Our goal here is to produce an informative UMAP. To get there, we’ll first use PCA to get a reduced-dimension dataset, and then run UMAP on the leading PCs. If desired, nicer-looking UMAPs can usually be obtained by re-running the UMAP projection under a variety of parameterizations.
We start by loading the data we’ll need, which was output by the earlier scripts from the workflow vignette:
library(uwot)
#> Loading required package: Matrix
library(irlba)
library(viridis)
#> Warning: package 'viridis' was built under R version 4.4.0
#> Loading required package: viridisLite
#> Warning: package 'viridisLite' was built under R version 4.4.0
# load data:
# note these files are for convenience during analysis, and are not a NanoString-supported format
mydir <- "../"
norm <- readRDS(paste0(mydir, "/processed_data/norm.RDS"))

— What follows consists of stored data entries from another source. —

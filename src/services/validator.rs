//! Structural and semantic checks on decoded provider payloads.
//!
//! Checks run in a fixed order and the first failure wins. Nothing here does
//! I/O; the provider client maps a [`ValidationFailure`] onto its own error codes.

use chrono::{NaiveDate, NaiveDateTime};
use regex::Regex;
use std::sync::LazyLock;

use crate::models::forecast::MAX_WEEK_DAYS;
use crate::models::open_meteo::{CurrentData, CurrentUnits, MeanForecastResponse};

/// Unit the upstream must declare for temperatures
pub const EXPECTED_TEMPERATURE_UNIT: &str = "°C";

/// Plausible range for a near-surface air temperature
pub const MIN_TEMPERATURE_C: f64 = -90.0;
pub const MAX_TEMPERATURE_C: f64 = 60.0;

static CANONICAL_DATE: LazyLock<Regex> =
    LazyLock::new(|| Regex::new(r"^\d{4}-\d{2}-\d{2}$").expect("date pattern is valid"));

/// How many days a response is expected to contain
#[derive(Debug, Clone, Copy, PartialEq, Eq)]
pub enum ForecastSpan {
    Daily,
    Weekly,
}

impl ForecastSpan {
    fn accepts(&self, len: usize) -> bool {
        match self {
            ForecastSpan::Daily => len == 1,
            ForecastSpan::Weekly => (1..=MAX_WEEK_DAYS).contains(&len),
        }
    }

    fn describe(&self) -> &'static str {
        match self {
            ForecastSpan::Daily => "exactly 1 day",
            ForecastSpan::Weekly => "between 1 and 7 days",
        }
    }
}

#[derive(Debug, Clone, Copy, PartialEq, Eq)]
pub enum ValidationCode {
    MalformedResponse,
    UnitsMismatch,
}

#[derive(Debug, Clone, PartialEq, Eq, thiserror::Error)]
#[error("{message}")]
pub struct ValidationFailure {
    pub code: ValidationCode,
    pub message: String,
    /// Offending element for per-item checks
    pub index: Option<usize>,
}

impl ValidationFailure {
    fn malformed(message: impl Into<String>) -> Self {
        Self {
            code: ValidationCode::MalformedResponse,
            message: message.into(),
            index: None,
        }
    }

    fn malformed_at(index: usize, message: impl Into<String>) -> Self {
        Self {
            code: ValidationCode::MalformedResponse,
            message: message.into(),
            index: Some(index),
        }
    }

    fn units(message: impl Into<String>) -> Self {
        Self {
            code: ValidationCode::UnitsMismatch,
            message: message.into(),
            index: None,
        }
    }
}

/// One validated day of a mean forecast
#[derive(Debug, Clone, Copy, PartialEq)]
pub struct MeanDay {
    pub date: NaiveDate,
    pub weather_code: Option<i32>,
    pub temperature_mean: f64,
}

/// Validate a daily-mean payload, returning its days in upstream order
pub fn validate_mean(
    response: Option<&MeanForecastResponse>,
    span: ForecastSpan,
) -> Result<Vec<MeanDay>, ValidationFailure> {
    let Some(response) = response else {
        return Err(ValidationFailure::malformed("Response payload is missing"));
    };
    let Some(daily) = response.daily.as_ref() else {
        return Err(ValidationFailure::malformed("Response has no daily section"));
    };

    let (Some(times), Some(codes), Some(means)) =
        (&daily.time, &daily.weather_code, &daily.temperature_2m_mean)
    else {
        return Err(ValidationFailure::malformed(
            "Daily section must contain time, weather_code and temperature_2m_mean",
        ));
    };

    let len = times.len();
    if len == 0 || codes.len() != len || means.len() != len {
        return Err(ValidationFailure::malformed(format!(
            "Daily series lengths differ or are empty: time={}, weather_code={}, temperature_2m_mean={}",
            times.len(),
            codes.len(),
            means.len()
        )));
    }

    if !span.accepts(len) {
        return Err(ValidationFailure::malformed(format!(
            "Expected {}, got {}",
            span.describe(),
            len
        )));
    }

    if let Some(unit) = response
        .daily_units
        .as_ref()
        .and_then(|units| units.temperature_2m_mean.as_deref())
    {
        check_unit(unit)?;
    }

    let mut temperatures = Vec::with_capacity(len);
    for (index, mean) in means.iter().enumerate() {
        match mean {
            Some(value) if in_temperature_range(*value) => temperatures.push(*value),
            Some(value) => {
                return Err(ValidationFailure::malformed_at(
                    index,
                    format!("temperature_2m_mean[{index}] = {value} is out of range"),
                ));
            }
            None => {
                return Err(ValidationFailure::malformed_at(
                    index,
                    format!("temperature_2m_mean[{index}] is null"),
                ));
            }
        }
    }

    let mut dates = Vec::with_capacity(len);
    for (index, raw) in times.iter().enumerate() {
        let Some(date) = parse_canonical_date(raw) else {
            return Err(ValidationFailure::malformed_at(
                index,
                format!("time[{index}] = '{raw}' is not a yyyy-MM-dd date"),
            ));
        };
        dates.push(date);
    }

    Ok(dates
        .into_iter()
        .zip(codes.iter().copied())
        .zip(temperatures)
        .map(|((date, weather_code), temperature_mean)| MeanDay {
            date,
            weather_code,
            temperature_mean,
        })
        .collect())
}

/// Validated current-conditions block
#[derive(Debug, Clone, Copy, PartialEq)]
pub struct CurrentReading {
    /// Wall-clock time at the location
    pub observed_at_local: NaiveDateTime,
    pub temperature: f64,
}

/// Validate a current-conditions block
pub fn validate_current(
    current: &CurrentData,
    units: Option<&CurrentUnits>,
) -> Result<CurrentReading, ValidationFailure> {
    if let Some(unit) = units.and_then(|u| u.temperature_2m.as_deref()) {
        check_unit(unit)?;
    }

    let temperature = match current.temperature_2m {
        Some(value) if in_temperature_range(value) => value,
        Some(value) => {
            return Err(ValidationFailure::malformed(format!(
                "temperature_2m = {value} is out of range"
            )));
        }
        None => return Err(ValidationFailure::malformed("temperature_2m is missing")),
    };

    let observed_at_local = current
        .time
        .as_deref()
        .and_then(|raw| NaiveDateTime::parse_from_str(raw, "%Y-%m-%dT%H:%M").ok())
        .ok_or_else(|| {
            ValidationFailure::malformed("current.time is missing or not yyyy-MM-ddTHH:mm")
        })?;

    Ok(CurrentReading {
        observed_at_local,
        temperature,
    })
}

/// Strict `yyyy-MM-dd`; rejects the looser forms chrono would otherwise accept
pub fn parse_canonical_date(raw: &str) -> Option<NaiveDate> {
    if !CANONICAL_DATE.is_match(raw) {
        return None;
    }
    NaiveDate::parse_from_str(raw, "%Y-%m-%d").ok()
}

fn check_unit(unit: &str) -> Result<(), ValidationFailure> {
    if unit.trim().to_lowercase() == EXPECTED_TEMPERATURE_UNIT.to_lowercase() {
        Ok(())
    } else {
        Err(ValidationFailure::units(format!(
            "Expected temperature unit '{EXPECTED_TEMPERATURE_UNIT}', got '{unit}'"
        )))
    }
}

fn in_temperature_range(value: f64) -> bool {
    value.is_finite() && (MIN_TEMPERATURE_C..=MAX_TEMPERATURE_C).contains(&value)
}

metadata <- readRDS(paste0(mydir, "/processed_data/metadata.RDS"))
Now we run PCA and UMAP. For smaller plex studies, UMAP can be run directly on the normalized count data. Good results can be obtained by applying a log transformation, a square root transformation as we’ve done, or no transformation.
tempumapfileloc <- paste0(mydir, "/processed_data/um.RDS")
if (!file.exists(tempumapfileloc)) {
# run PCA:
pc <- irlba::prcomp_irlba(sqrt(norm), n = 25)$x
# run UMAP:
um <- uwot::umap(pc, n_neighbors = 40, spread = 1, min_dist = 0.1, metric = "cosine")
rownames(um) <- rownames(norm)
# note: the irlba package is having some version trouble as of early 2024.
# If you encounter the error message, "function 'as_cholmod_sparse' not provided by package 'Matrix'",
# then run these lines:
# install.packages("Matrix", type = "source")
# install.packages("irlba", type = "source")
# save:
saveRDS(um, tempumapfileloc)
} else {
um <- readRDS(tempumapfileloc)
}
# plot it:
par(mar = c(0,0,0,0))
plot(um, pch = 16, cex = 0.1, col = "dodgerblue4")
The UMAP projection is useful for data exploration and QC. To begin, it’s worth seeing how important study variables like tissue and slide ID project:
# random point order so no tissue or slide is on top by default:
o <- sample(1:nrow(um))
par(mar = c(0,0,2,0))
# color by tissue
plot(um[o, ], pch = 16, cex = 0.1, col = as.numeric(as.factor(metadata$tissue[o])), main = "by tissue")
legend("topright", pch = 16, col = 1:length(unique(metadata$tissue)), legend = levels(as.factor(metadata$tissue)))
# color by slide ID
plot(um[o, ], pch = 16, cex = 0.1, col = as.numeric(as.factor(metadata$slide_ID[o])), main = "by slide")
legend("topright", pch = 16, col = 1:length(unique(metadata$slide_ID)), legend = levels(as.factor(metadata$slide_ID)))
# color by total counts
tempx <- log2(metadata$nCount_RNA)[o]
plot(um[o, ], pch = 16, cex = 0.1, col = viridis_pal(option = "B")(101)[
pmin(round(1 + 100 * (tempx - min(tempx)) / (quantile(tempx, 0.99) - min(tempx))), 101)],
main = "by total counts")
legend("topright", pch = 16, col = viridis_pal(option = "B")(101)[c(11,51,101)],
legend = round(2^c(0.9*min(tempx) + 0.1*quantile(tempx, 0.99), median(c(min(tempx), quantile(tempx, 0.99))), quantile(tempx, 0.99))))
# color by PanCK stain
tempx <- log2(1 + metadata$Mean.PanCK)[o]
plot(um[o, ], pch = 16, cex = 0.1, col = viridis_pal(option = "B")(101)[
pmin(round(1 + 100 * (tempx - min(tempx)) / (quantile(tempx, 0.99) - min(tempx))), 101)],
main = "by PanCK")
legend("topright", pch = 16, col = viridis_pal(option = "B")(101)[c(11,51,101)],
legend = round(2^c(0.9*min(tempx) + 0.1*quantile(tempx, 0.99), median(c(min(tempx), quantile(tempx, 0.99))), quantile(tempx, 0.99))))
The above plots show how technical factors influence the data. We see that the two slides overlap nicely, which is reassuring for the absense of batch effects. The PanCK intensity tells us that the island on the left where tissues are separated is probably cancer cells; we will not generally expect cancer cells from different patients to resemble each other.